Ingo Schwarze [Sun, 10 Nov 2019 22:35:25 +0000 (22:35 +0000)]
Add a Content-Security-Policy HTTP header that allows only CSS.
This ensures that in a modern browser that understands the header,
mandoc rendering bugs cannot possibly be interpreted as JavaScript.
Patch from bentley@.
Ingo Schwarze [Sat, 9 Nov 2019 14:39:49 +0000 (14:39 +0000)]
In the past, generating comment nodes stopped at the .TH or .Dd
macro, which is usually close to the beginning of the file, right
after the Copyright header comments. But espie@ found horrible
input files in the textproc/fstrcmp port that generate lots of parse
nodes before even getting to the header macro. In some formatters,
comment nodes after some kinds of real content triggered assertions.
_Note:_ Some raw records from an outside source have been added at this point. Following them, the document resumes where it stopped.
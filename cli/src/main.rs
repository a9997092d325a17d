//! untextract CLI - document text and form extraction

use std::path::{Path, PathBuf};
use std::sync::Arc;
use std::time::Duration;

use clap::{Args, Parser, Subcommand};
use colored::Colorize;
use indicatif::{ProgressBar, ProgressStyle};

use untextract::config::Settings;
use untextract::dump::dump_path;
use untextract::render::{self, OutputFormat};
use untextract::{
    DocumentSource, Extraction, ExtractionOutcome, Extractor, HttpService, JsonFormat, OutputMode,
    PollOptions,
};

#[derive(Parser)]
#[command(name = "untextract")]
#[command(version)]
#[command(about = "Extract text and form fields through a document-analysis service", long_about = None)]
struct Cli {
    /// Settings file (key=value lines)
    #[arg(
        long,
        global = true,
        value_name = "FILE",
        env = "UNTEXTRACT_CONFIG",
        default_value = ".env"
    )]
    config: PathBuf,

    #[command(subcommand)]
    command: Commands,
}

#[derive(Subcommand)]
enum Commands {
    /// Detect text in a local file with a single synchronous call
    Text {
        /// Input image or PDF
        #[arg(value_name = "FILE")]
        input: PathBuf,

        /// Directory for the raw result dump (next to the input by default)
        #[arg(short, long, value_name = "DIR")]
        output: Option<PathBuf>,

        /// Do not write the raw result dump
        #[arg(long)]
        no_dump: bool,

        /// Print lines as a JSON array
        #[arg(long)]
        json: bool,
    },

    /// Detect text in a stored document with an asynchronous job
    Lines {
        /// Object key in the configured bucket
        #[arg(value_name = "KEY")]
        key: String,

        #[command(flatten)]
        poll: PollArgs,

        /// Write the raw result to this file
        #[arg(long, value_name = "FILE")]
        dump: Option<PathBuf>,

        /// Print lines as a JSON array
        #[arg(long)]
        json: bool,
    },

    /// Extract form key/value pairs from a stored document
    Forms {
        /// Object key in the configured bucket
        #[arg(value_name = "KEY")]
        key: String,

        /// Use an asynchronous job instead of a single call
        #[arg(long = "async")]
        use_job: bool,

        #[command(flatten)]
        poll: PollArgs,

        /// Write the raw result to this file
        #[arg(long, value_name = "FILE")]
        dump: Option<PathBuf>,

        /// Print pairs as a JSON object
        #[arg(long)]
        json: bool,
    },

    /// Extract lines or pairs from a saved result dump
    Inspect {
        /// Result dump written by an earlier run
        #[arg(value_name = "FILE")]
        input: PathBuf,

        /// Extract form pairs instead of lines
        #[arg(long)]
        forms: bool,

        /// Print JSON
        #[arg(long)]
        json: bool,
    },

    /// Show version information
    Version,
}

#[derive(Args, Clone)]
struct PollArgs {
    /// Seconds between status requests
    #[arg(long, value_name = "SECS", default_value_t = 5)]
    interval: u64,

    /// Maximum number of status requests
    #[arg(long, value_name = "N", default_value_t = 360)]
    max_polls: u32,

    /// Give up waiting after this many seconds
    #[arg(long, value_name = "SECS", default_value_t = 1800)]
    timeout: u64,
}

impl From<PollArgs> for PollOptions {
    fn from(args: PollArgs) -> Self {
        PollOptions::new()
            .with_interval(Duration::from_secs(args.interval))
            .with_max_attempts(args.max_polls)
            .with_timeout(Duration::from_secs(args.timeout))
    }
}

/// How a command ended when it did not error.
enum Status {
    Done,
    JobFailed,
}

type CmdResult = Result<Status, Box<dyn std::error::Error>>;

fn main() {
    env_logger::init();

    let cli = Cli::parse();

    let result = match cli.command {
        Commands::Text {
            input,
            output,
            no_dump,
            json,
        } => cmd_text(&cli.config, &input, output.as_deref(), no_dump, json),
        Commands::Lines {
            key,
            poll,
            dump,
            json,
        } => cmd_lines(&cli.config, &key, poll, dump, json),
        Commands::Forms {
            key,
            use_job,
            poll,
            dump,
            json,
        } => cmd_forms(&cli.config, &key, use_job, poll, dump, json),
        Commands::Inspect { input, forms, json } => cmd_inspect(&input, forms, json),
        Commands::Version => {
            cmd_version();
            Ok(Status::Done)
        }
    };

    match result {
        Ok(Status::Done) => {}
        Ok(Status::JobFailed) => std::process::exit(2),
        Err(e) => {
            eprintln!("{}: {}", "Error".red().bold(), e);
            std::process::exit(1);
        }
    }
}

fn output_format(json: bool) -> OutputFormat {
    if json {
        OutputFormat::Json(JsonFormat::Pretty)
    } else {
        OutputFormat::Text
    }
}

fn runtime() -> std::io::Result<tokio::runtime::Runtime> {
    tokio::runtime::Builder::new_multi_thread()
        .enable_all()
        .build()
}

fn load_settings(config: &Path) -> Result<Settings, Box<dyn std::error::Error>> {
    log::debug!("Using settings file {}", config.display());
    Ok(Settings::load_from(config)?)
}

fn build_extractor(
    settings: &Settings,
    poll: Option<PollArgs>,
    dump: Option<PathBuf>,
) -> Result<Extractor<HttpService>, Box<dyn std::error::Error>> {
    let service = Arc::new(HttpService::from_settings(settings)?);
    let mut extractor = Extractor::new(service);
    if let Some(poll) = poll {
        extractor = extractor.with_poll_options(poll.into());
    }
    if let Some(path) = dump {
        extractor = extractor.with_dump(path);
    }
    Ok(extractor)
}

fn spinner(message: String) -> ProgressBar {
    let pb = ProgressBar::new_spinner();
    pb.set_style(
        ProgressStyle::default_spinner()
            .template("{spinner:.green} {msg} [{elapsed}]")
            .unwrap_or_else(|_| ProgressStyle::default_spinner()),
    );
    pb.set_message(message);
    pb.enable_steady_tick(Duration::from_millis(120));
    pb
}

fn cmd_text(
    config: &Path,
    input: &Path,
    output: Option<&Path>,
    no_dump: bool,
    json: bool,
) -> CmdResult {
    let settings = load_settings(config)?;
    let document = DocumentSource::from_path(input)?;
    let dump = (!no_dump).then(|| dump_path(input, output));
    let extractor = build_extractor(&settings, None, dump)?;

    let rt = runtime()?;
    let outcome = rt.block_on(extractor.extract_sync(&document, OutputMode::Lines))?;
    report(outcome, json)
}

fn cmd_lines(config: &Path, key: &str, poll: PollArgs, dump: Option<PathBuf>, json: bool) -> CmdResult {
    let settings = load_settings(config)?;
    let document = DocumentSource::storage(settings.bucket()?, key);
    let notification = settings.notification_channel()?;
    let extractor = build_extractor(&settings, Some(poll), dump)?;

    let rt = runtime()?;
    let pb = spinner(format!("Detecting text in {}", key));
    let outcome = rt.block_on(extractor.extract_async_until(
        &document,
        OutputMode::Lines,
        notification.as_ref(),
        shutdown_signal(),
    ));
    pb.finish_and_clear();

    report(outcome?, json)
}

fn cmd_forms(
    config: &Path,
    key: &str,
    use_job: bool,
    poll: PollArgs,
    dump: Option<PathBuf>,
    json: bool,
) -> CmdResult {
    let settings = load_settings(config)?;
    let document = DocumentSource::storage(settings.bucket()?, key);
    let rt = runtime()?;

    let outcome = if use_job {
        let notification = settings.notification_channel()?;
        let extractor = build_extractor(&settings, Some(poll), dump)?;
        let pb = spinner(format!("Analyzing form {}", key));
        let outcome = rt.block_on(extractor.extract_async_until(
            &document,
            OutputMode::Forms,
            notification.as_ref(),
            shutdown_signal(),
        ));
        pb.finish_and_clear();
        outcome?
    } else {
        let extractor = build_extractor(&settings, None, dump)?;
        rt.block_on(extractor.extract_sync(&document, OutputMode::Forms))?
    };

    report(outcome, json)
}

fn cmd_inspect(input: &Path, forms: bool, json: bool) -> CmdResult {
    let mode = if forms {
        OutputMode::Forms
    } else {
        OutputMode::Lines
    };
    let content = untextract::extract_from_file(input, mode)?;
    print!("{}", render::render(&content, output_format(json))?);
    Ok(Status::Done)
}

async fn shutdown_signal() {
    if tokio::signal::ctrl_c().await.is_err() {
        // No signal handler; never cancel.
        std::future::pending::<()>().await;
    }
}

fn report(outcome: ExtractionOutcome, json: bool) -> CmdResult {
    match outcome {
        ExtractionOutcome::Completed(extraction) => {
            print_extraction(&extraction, json)?;
            Ok(Status::Done)
        }
        ExtractionOutcome::JobFailed { job_id, message } => {
            println!(
                "{} {}",
                "The job did not complete successfully:".yellow(),
                job_id
            );
            if let Some(message) = message {
                println!("  {}", message.dimmed());
            }
            Ok(Status::JobFailed)
        }
    }
}

fn print_extraction(extraction: &Extraction, json: bool) -> Result<(), Box<dyn std::error::Error>> {
    if let Some(job_id) = &extraction.job_id {
        eprintln!("{} {}", "Job".green(), job_id);
    }
    if let Some(path) = &extraction.dump_path {
        eprintln!("{} {}", "Saved result to".green(), path.display());
    }
    for warning in &extraction.warnings {
        eprintln!(
            "{} {} on pages {:?}",
            "Warning:".yellow(),
            warning.error_code.as_deref().unwrap_or("unknown"),
            warning.pages
        );
    }

    print!("{}", render::render(&extraction.content, output_format(json))?);
    Ok(())
}

fn cmd_version() {
    println!("{} {}", "untextract".cyan().bold(), env!("CARGO_PKG_VERSION"));
    println!("Document text and form extraction tool");
    println!();
    println!("License: MIT");
}

#[cfg(test)]
mod tests {
    use super::*;

    #[test]
    fn test_poll_args_defaults() {
        let cli = Cli::try_parse_from(["untextract", "lines", "scan.pdf"]).unwrap();
        let Commands::Lines { key, poll, .. } = cli.command else {
            panic!("expected lines command");
        };
        assert_eq!(key, "scan.pdf");

        let options: PollOptions = poll.into();
        assert_eq!(options, PollOptions::default());
    }

    #[test]
    fn test_forms_async_flag() {
        let cli = Cli::try_parse_from([
            "untextract",
            "forms",
            "form.png",
            "--async",
            "--interval",
            "1",
            "--max-polls",
            "10",
            "--config",
            "custom.env",
        ])
        .unwrap();

        assert_eq!(cli.config, PathBuf::from("custom.env"));
        let Commands::Forms { use_job, poll, .. } = cli.command else {
            panic!("expected forms command");
        };
        assert!(use_job);
        let options: PollOptions = poll.into();
        assert_eq!(options.interval, Duration::from_secs(1));
        assert_eq!(options.max_attempts, 10);
    }

    #[test]
    fn test_inspect_saved_dump() {
        let dir = tempfile::tempdir().unwrap();
        let path = dir.path().join("scan.json");
        std::fs::write(
            &path,
            r#"{"Blocks":[{"Id":"l1","BlockType":"LINE","Text":"Hello"}]}"#,
        )
        .unwrap();

        assert!(matches!(cmd_inspect(&path, false, false), Ok(Status::Done)));
        assert!(cmd_inspect(&dir.path().join("missing.json"), false, false).is_err());
    }
}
So make sure generation of comment nodes stops once real content is
encountered.
Ingo Schwarze [Tue, 1 Oct 2019 17:54:14 +0000 (17:54 +0000)]
For invalid queries and for valid queries returning no result,
return the appropriate 40x status code rather than 200.
Improvement suggested and diff tested
by John Gardner <gardnerjohng at gmail dot com>.
Fix line breaking in no-fill mode (.Bd -unfilled/<pre>),
which apparently didn't work since the .Pp/<p> reorg.
The new logic is more similar to what the terminal formatter does:
1. Before a node that starts a new mdoc(7) input line,
start a new HTML output line.
2. An empty input line or a .Pp causes an empty output line.
3. Nothing needs to be done at the end of a node.
Severe misformatting was reported in table(5) by
Edgar Pettijohn <edgar at pettijohn dash web dot com> on misc@.
Improve validation of function names:
1. Relax checking to accept function types of the form
"ret_type (fname)(args)" (suggested by Yuri Pankov <yuripv dot net>).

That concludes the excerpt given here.